The art of conversation

Categories: uncategorized

Date: 14 September 2004 16:07:43

Well Hello.

What a day. I did no routine tick off the list cleaning until 7.30pm and had tea at 8. Couldn't go to a local pastors' network prayer meeting. I felt quite important to be invited. Which is probably a good reason not to go. The last thing I need is to do something 'cos it makes me feel important, or because I think a particular group of people are more important than anyone else.

Just now, talking about my day, I have finally been able to laugh.

Tonight I saw someone walking who was, and is now kindof, an authority figure in my life. I stopped to give him a lift home, and stupidly, I talked about my day. Now I've got a massive cringe factor going on. I never know what to say to such people. Then I talk too much and listen not at all. Then I go home and stress about it. When the cringe gets too bad, my self pep-talk 'you're o.k., it's alright,' comes out of my mouth aloud.

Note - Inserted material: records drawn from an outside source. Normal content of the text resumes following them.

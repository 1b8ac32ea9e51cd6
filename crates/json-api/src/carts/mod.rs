//! Cart endpoints.

pub(crate) mod errors;
pub(crate) mod handlers;
pub(crate) mod requests;
pub(crate) mod responses;

pub(crate) use handlers::*;
//! Users service errors.

use sqlx::{
    Error,
    error::{DatabaseError, ErrorKind},
};
use thiserror::Error;

#[derive(Debug, Error)]
pub enum UsersServiceError {
    #[error("username already taken")]
    AlreadyExists,

    #[error("user not found")]
    NotFound,

    #[error("storage error")]
    Sql(#[source] Error),
}

impl From<Error> for UsersServiceError {
    fn from(error: Error) -> Self {
        if matches!(error, Error::RowNotFound) {
            return Self::NotFound;
        }

        match error.as_database_error().map(DatabaseError::kind) {
            Some(ErrorKind::UniqueViolation) => Self::AlreadyExists,
            Some(_) | None => Self::Sql(error),
        }
    }
}
//! Orders repository.

use async_trait::async_trait;
use jiff_sqlx::Timestamp as SqlxTimestamp;
use mockall::automock;
use sqlx::{FromRow, Postgres, Row, postgres::PgRow, query, query_as};

use crate::{
    database::Db,
    domain::{carts::models::Cart, items::models::Item, orders::models::Order},
};

const CREATE_ORDER_SQL: &str = include_str!("sql/create_order.sql");
const INSERT_ORDER_ITEM_SQL: &str = include_str!("sql/insert_order_item.sql");
const ORDERS_FOR_USER_SQL: &str = include_str!("sql/orders_for_user.sql");
const ORDER_ITEMS_FOR_ORDER_SQL: &str = include_str!("sql/order_items_for_order.sql");

/// Store capability for submitted orders.
#[automock]
#[async_trait]
pub trait OrdersRepository: Send + Sync {
    /// Persist a cart snapshot as a new order for the given user.
    async fn insert(&self, user_id: i64, cart: &Cart) -> Result<Order, sqlx::Error>;

    /// A user's order history, newest first.
    async fn find_by_user(&self, user_id: i64) -> Result<Vec<Order>, sqlx::Error>;
}

#[derive(Debug, Clone)]
pub struct PgOrdersRepository {
    db: Db,
}

impl PgOrdersRepository {
    #[must_use]
    pub fn new(db: Db) -> Self {
        Self { db }
    }
}

#[async_trait]
impl OrdersRepository for PgOrdersRepository {
    async fn insert(&self, user_id: i64, cart: &Cart) -> Result<Order, sqlx::Error> {
        let mut tx = self.db.begin().await?;

        let row = query(CREATE_ORDER_SQL)
            .bind(user_id)
            .bind(cart.total)
            .fetch_one(&mut *tx)
            .await?;

        let id: i64 = row.try_get("id")?;
        let submitted_at = row.try_get::<SqlxTimestamp, _>("submitted_at")?.to_jiff();

        for (position, item) in (0_i64..).zip(&cart.items) {
            query(INSERT_ORDER_ITEM_SQL)
                .bind(id)
                .bind(item.id)
                .bind(position)
                .execute(&mut *tx)
                .await?;
        }

        tx.commit().await?;

        Ok(Order {
            id,
            user_id,
            items: cart.items.clone(),
            total: cart.total,
            submitted_at,
        })
    }

    async fn find_by_user(&self, user_id: i64) -> Result<Vec<Order>, sqlx::Error> {
        let mut tx = self.db.begin().await?;

        let mut orders = query_as::<Postgres, Order>(ORDERS_FOR_USER_SQL)
            .bind(user_id)
            .fetch_all(&mut *tx)
            .await?;

        for order in &mut orders {
            order.items = query_as::<Postgres, Item>(ORDER_ITEMS_FOR_ORDER_SQL)
                .bind(order.id)
                .fetch_all(&mut *tx)
                .await?;
        }

        tx.commit().await?;

        Ok(orders)
    }
}

impl<'r> FromRow<'r, PgRow> for Order {
    fn from_row(row: &'r PgRow) -> sqlx::Result<Self> {
        Ok(Self {
            id: row.try_get("id")?,
            user_id: row.try_get("user_id")?,
            items: Vec::new(),
            total: row.try_get("total")?,
            submitted_at: row.try_get::<SqlxTimestamp, _>("submitted_at")?.to_jiff(),
        })
    }
}
//! Find Items By Name Handler

use std::sync::Arc;

use salvo::{oapi::extract::PathParam, prelude::*};

use crate::{
    extensions::*,
    items::{errors::into_status_error, responses::ItemResponse},
    state::State,
};

/// Find Items By Name Handler
///
/// Returns all catalog items sharing the given name; 404 when none match.
#[endpoint(tags("items"), summary = "Find catalog items by name")]
pub(crate) async fn handler(
    name: PathParam<String>,
    depot: &mut Depot,
) -> Result<Json<Vec<ItemResponse>>, StatusError> {
    let state = depot.obtain_or_500::<Arc<State>>()?;

    let items = state
        .app
        .items
        .find_by_name(&name.into_inner())
        .await
        .map_err(into_status_error)?;

    Ok(Json(items.into_iter().map(ItemResponse::from).collect()))
}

In high school I wrote an essay entitled 'The art of conversation'. My English teacher loved it and read it to the class. Unfortunately she kept it so I can't share it with you. Sorry. It was all about my struggles in learning how to open my mouth at all. I'm sure I expounded on nifty tactics like, expand single word answers to a full sentence, give extra information, ask, 'How are you?' . That last one doesn't work with pastors and other persons of authority I feel. They have to be too political in their responses. To protect themselves I assume. Anyway, for me, I think it's best if I now learn how to keep my mouth closed. The "Should I say this, God?' question works. I think I should check out the writings of some silent nuns. My next essay could be entitled 'The art of keeping my mouth shut - listening in a world full of words.'

Now I break out into a cold sweat when I have to hit the save button on the wiblog, even on the comments pages, and the boards. What is the etiquette for cyber talk? Will anyone understand what I mean? Will I be taken the right way? Please accept any comments of mine in a cheerful way because I like you all and I am bravely extending a shaking hand of friendship.